Google a enfin réussi à neutraliser un réseau clandestin qui exploitait des millions de smartphones Android !
La lutte contre la cybercriminalité franchit une nouvelle étape avec une opération d’ampleur menée par Google. Le géant américain a récemment mis fin à un réseau clandestin qui utilisait des millions de smartphones Android à l’insu de leurs propriétaires.
Google fait une découverte inattendue
Derrière cette infrastructure discrète se cachait une mécanique redoutable, capable de transformer des appareils du quotidien en outils au service d’activités illégales. Ce réseau était exploité par la société chinoise Ipidea.
Son principe reposait sur l’utilisation de connexions Internet résidentielles, détournées depuis des téléphones, des ordinateurs et même des objets connectés. Ces appareils servaient de relais pour des tiers.

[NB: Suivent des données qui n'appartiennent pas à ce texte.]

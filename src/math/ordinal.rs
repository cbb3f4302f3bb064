//! Cumulative-odds (proportional odds) ordered logistic regression.
//!
//! The model for level codes `k ∈ {0..K-1}` is:
//!
//! ```text
//! P(y <= k | x) = F(α_k - x'β),   F = logistic CDF
//! P(y == k | x) = F(α_k - x'β) - F(α_{k-1} - x'β)
//! ```
//!
//! with strictly increasing cutpoints `α` and no intercept column in `x`
//! (the cutpoints absorb it). Monotonicity is enforced by construction:
//! the optimizer works on `a` where `α_0 = a_0` and
//! `α_j = α_{j-1} + exp(a_j)`, so every iterate yields a valid model.
//!
//! Fitting maximizes the (mean) log-likelihood with analytic gradients via
//! BFGS. Standard errors come from the numerical Hessian of the direct
//! `(β, α)` parameterization at the optimum.

use nalgebra::{DMatrix, DVector};

use crate::error::AppError;
use crate::math::ols::pseudo_inverse;
use crate::math::optim::{minimize_bfgs, numerical_hessian};

const MAX_ITERS: usize = 500;
const GRAD_TOL: f64 = 1e-5;
const PROB_FLOOR: f64 = 1e-12;

/// Fitted ordered logit.
#[derive(Debug, Clone)]
pub struct OrdinalFit {
    /// Slope coefficients, one per design column.
    pub coefficients: DVector<f64>,
    /// Increasing cutpoints, length `n_levels - 1`.
    pub cutpoints: Vec<f64>,
    /// Standard errors for the slope coefficients.
    pub std_errors: Vec<f64>,
    pub log_likelihood: f64,
    pub iterations: usize,
}

fn sigmoid(z: f64) -> f64 {
    1.0 / (1.0 + (-z).exp())
}

fn cutpoints_from_raw(raw: &[f64]) -> Vec<f64> {
    let mut alpha = Vec::with_capacity(raw.len());
    let mut acc = 0.0;
    for (j, &a) in raw.iter().enumerate() {
        acc = if j == 0 { a } else { acc + a.exp() };
        alpha.push(acc);
    }
    alpha
}

/// Mean negative log-likelihood and its gradient in the `(β, a)` space.
fn objective(
    x: &DMatrix<f64>,
    codes: &[usize],
    n_levels: usize,
    theta: &DVector<f64>,
) -> (f64, DVector<f64>) {
    let n = x.nrows();
    let p = x.ncols();
    let n_cuts = n_levels - 1;

    let beta = theta.rows(0, p).into_owned();
    let raw: Vec<f64> = (0..n_cuts).map(|j| theta[p + j]).collect();
    let alpha = cutpoints_from_raw(&raw);

    let xb = x * &beta;

    let mut nll = 0.0;
    let mut g_beta = DVector::<f64>::zeros(p);
    let mut g_alpha = vec![0.0; n_cuts];

    for i in 0..n {
        let k = codes[i];
        let (f_hi, d_hi) = if k < n_cuts {
            let f = sigmoid(alpha[k] - xb[i]);
            (f, f * (1.0 - f))
        } else {
            (1.0, 0.0)
        };
        let (f_lo, d_lo) = if k > 0 {
            let f = sigmoid(alpha[k - 1] - xb[i]);
            (f, f * (1.0 - f))
        } else {
            (0.0, 0.0)
        };

        let prob = (f_hi - f_lo).max(PROB_FLOOR);
        nll -= prob.ln();

        let scale = 1.0 / prob;
        // d nll / dβ = ((f'_hi - f'_lo) / P) x_i
        let coef = (d_hi - d_lo) * scale;
        for j in 0..p {
            g_beta[j] += coef * x[(i, j)];
        }
        if k < n_cuts {
            g_alpha[k] -= d_hi * scale;
        }
        if k > 0 {
            g_alpha[k - 1] += d_lo * scale;
        }
    }

    // Chain rule α -> a: da_0 sees every cutpoint, da_j (j >= 1) sees
    // cutpoints m >= j scaled by exp(a_j). Suffix sums do both at once.
    let mut suffix = vec![0.0; n_cuts + 1];
    for j in (0..n_cuts).rev() {
        suffix[j] = suffix[j + 1] + g_alpha[j];
    }
    let mut grad = DVector::<f64>::zeros(p + n_cuts);
    for j in 0..p {
        grad[j] = g_beta[j] / n as f64;
    }
    for j in 0..n_cuts {
        let d = if j == 0 { suffix[0] } else { raw[j].exp() * suffix[j] };
        grad[p + j] = d / n as f64;
    }

    (nll / n as f64, grad)
}

/// Total-NLL gradient in the direct `(β, α)` parameterization.
///
/// Zero at the optimum found in the `a` space (the reparameterization is a
/// smooth bijection), which is what the Hessian-based standard errors need.
fn direct_gradient(
    x: &DMatrix<f64>,
    codes: &[usize],
    n_levels: usize,
    theta: &DVector<f64>,
) -> DVector<f64> {
    let n = x.nrows();
    let p = x.ncols();
    let n_cuts = n_levels - 1;

    let beta = theta.rows(0, p).into_owned();
    let alpha: Vec<f64> = (0..n_cuts).map(|j| theta[p + j]).collect();
    let xb = x * &beta;

    let mut grad = DVector::<f64>::zeros(p + n_cuts);
    for i in 0..n {
        let k = codes[i];
        let (f_hi, d_hi) = if k < n_cuts {
            let f = sigmoid(alpha[k] - xb[i]);
            (f, f * (1.0 - f))
        } else {
            (1.0, 0.0)
        };
        let (f_lo, d_lo) = if k > 0 {
            let f = sigmoid(alpha[k - 1] - xb[i]);
            (f, f * (1.0 - f))
        } else {
            (0.0, 0.0)
        };
        let prob = (f_hi - f_lo).max(PROB_FLOOR);
        let scale = 1.0 / prob;
        let coef = (d_hi - d_lo) * scale;
        for j in 0..p {
            grad[j] += coef * x[(i, j)];
        }
        if k < n_cuts {
            grad[p + k] -= d_hi * scale;
        }
        if k > 0 {
            grad[p + k - 1] += d_lo * scale;
        }
    }
    grad
}

/// Fit the ordered logit.
///
/// `codes` are 0-based level codes; `n_levels` distinct levels must all be
/// representable (codes `< n_levels`). Non-convergence is an error: the
/// primary decomposition fit treats it as fatal.
pub fn fit_ordered_logit(
    x: &DMatrix<f64>,
    codes: &[usize],
    n_levels: usize,
) -> Result<OrdinalFit, AppError> {
    let n = x.nrows();
    let p = x.ncols();
    if n == 0 {
        return Err(AppError::model("Ordered logit requires at least one row."));
    }
    if codes.len() != n {
        return Err(AppError::model("Design/code length mismatch."));
    }
    if n_levels < 2 {
        return Err(AppError::model(
            "Ordered logit requires at least two observed levels.",
        ));
    }
    if codes.iter().any(|&k| k >= n_levels) {
        return Err(AppError::model("Level code out of range."));
    }
    let n_cuts = n_levels - 1;

    // Start from β = 0 with cutpoints at the empirical cumulative logits, the
    // standard warm start for cumulative-odds models.
    let mut counts = vec![0usize; n_levels];
    for &k in codes {
        counts[k] += 1;
    }
    let mut theta0 = DVector::<f64>::zeros(p + n_cuts);
    let mut cum = 0usize;
    let mut prev_alpha = 0.0;
    for j in 0..n_cuts {
        cum += counts[j];
        let c = (cum as f64 / n as f64).clamp(1e-4, 1.0 - 1e-4);
        let alpha_j = (c / (1.0 - c)).ln();
        if j == 0 {
            theta0[p] = alpha_j;
        } else {
            theta0[p + j] = (alpha_j - prev_alpha).max(1e-6).ln();
        }
        prev_alpha = alpha_j;
    }

    let result = minimize_bfgs(
        |theta| objective(x, codes, n_levels, theta),
        theta0,
        MAX_ITERS,
        GRAD_TOL,
    );

    if !result.converged {
        return Err(AppError::model(format!(
            "Ordered logit did not converge after {} iterations \
             (gradient norm {:.3e}); check for separation or sparse levels.",
            result.iterations, result.gradient_norm
        )));
    }

    let beta = result.x.rows(0, p).into_owned();
    let raw: Vec<f64> = (0..n_cuts).map(|j| result.x[p + j]).collect();
    let cutpoints = cutpoints_from_raw(&raw);

    // Standard errors from the direct-space Hessian of the total NLL.
    let mut direct = DVector::<f64>::zeros(p + n_cuts);
    for j in 0..p {
        direct[j] = beta[j];
    }
    for j in 0..n_cuts {
        direct[p + j] = cutpoints[j];
    }
    let hessian = numerical_hessian(|t| direct_gradient(x, codes, n_levels, t), &direct);
    let std_errors = match pseudo_inverse(&hessian) {
        Some(cov) => (0..p).map(|j| cov[(j, j)].max(0.0).sqrt()).collect(),
        None => vec![f64::NAN; p],
    };

    Ok(OrdinalFit {
        coefficients: beta,
        cutpoints,
        std_errors,
        log_likelihood: -result.value * n as f64,
        iterations: result.iterations,
    })
}

/// Per-level fitted probabilities, one row per observation (n × K).
///
/// Rows telescope to exactly `F(+inf) - F(-inf) = 1`, so the probability
/// vector sums to 1 up to floating-point rounding.
pub fn predict_probabilities(fit: &OrdinalFit, x: &DMatrix<f64>) -> DMatrix<f64> {
    let n = x.nrows();
    let n_levels = fit.cutpoints.len() + 1;
    let xb = x * &fit.coefficients;

    let mut probs = DMatrix::<f64>::zeros(n, n_levels);
    for i in 0..n {
        let mut prev = 0.0;
        for k in 0..n_levels {
            let cum = if k < fit.cutpoints.len() {
                sigmoid(fit.cutpoints[k] - xb[i])
            } else {
                1.0
            };
            probs[(i, k)] = (cum - prev).max(0.0);
            prev = cum;
        }
    }
    probs
}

Ils permettaient alors à des acteurs malveillants de masquer leur véritable identité numérique. Grâce à ce système, des actions frauduleuses devenaient beaucoup plus difficiles à tracer.
Google a découvert que l’infiltration passait par des applications en apparence anodines. Des jeux, des utilitaires ou des logiciels gratuits contenaient en réalité un composant caché. Ce code est intégré sous la forme d’un kit de développement.
Sachez qu’il transformait chaque appareil infecté en point de sortie Internet. Le téléphone partageait alors sa connexion sans alerter son propriétaire. Les usagers continuaient à se servir de leurs applications sans constater de dysfonctionnement.
En arrière-plan, leur adresse IP était exploitée par des inconnus. Cette méthode offrait une couverture idéale pour des activités douteuses, puisque le trafic semblait provenir de particuliers ordinaires.
Un danger qui atteint la vie privée
Google souligne que cette stratégie reposait sur la discrétion et sur la confiance accordée aux applications gratuites. Le modèle économique d’Ipidea reposait sur les développeurs. Ces derniers avaient une rémunération basée sur le nombre de téléchargements.
Et ce, à condition d’intégrer le code incriminé. Cette incitation financière a favorisé une diffusion massive du système. Malgré les protections mises en place par Google, certains usagers ont fait face à cette exposition en téléchargeant des applications issues de sources peu contrôlées.
Le danger ne s’arrête pas à une simple atteinte à la vie privée. L’année précédente, des pirates ont exploité une faille interne du réseau d’Ipidea. Cette attaque a permis de prendre le contrôle de près de deux millions d’appareils.
Un botnet baptisé Kimwolf a alors vu le jour. Il peut aussi lancer des attaques par déni de service d’une intensité rare. Des sites web entiers ont fini par devenir inaccessibles. Face à cette menace globale, Google a coordonné une riposte avec les autorités américaines.
L’intervention a conduit à la fermeture de nombreuses plateformes techniques utilisées par Ipidea. Cette action a permis de couper l’accès à environ neuf millions d’appareils Android qui faisaient partie du réseau sans le savoir.
Le géant reste prudent
Des centaines d’applis liées à cette infrastructure ont également disparu des catalogues officiels. Google estime que cette opération marque un tournant important. La société affirme disposer de preuves.
Ces dernières montreraient que l’activité d’Ipidea dépassait largement le cadre d’un service commercial classique. Des échanges retrouvés sur des forums spécialisés ont renforcé les soupçons de pratiques abusives et dangereuses.
Malgré ce succès, la prudence reste de mise. Google conseille aux usagers de vérifier régulièrement les autorisations accordées aux applications installées. Les logiciels inutilisés ou inconnus méritent une suppression rapide.
Cette vigilance permet alors de réduire les risques sur les appareils persos. Les menaces proviennent aussi souvent d’applications téléchargées. Et ce, en dehors des plateformes officielles.
Ces programmes échappent parfois aux contrôles initiaux de sécurité. Google s’appuie sur Play Protect pour surveiller les comportements suspects et alerter en cas de tentative de réactivation du code lié à Ipidea.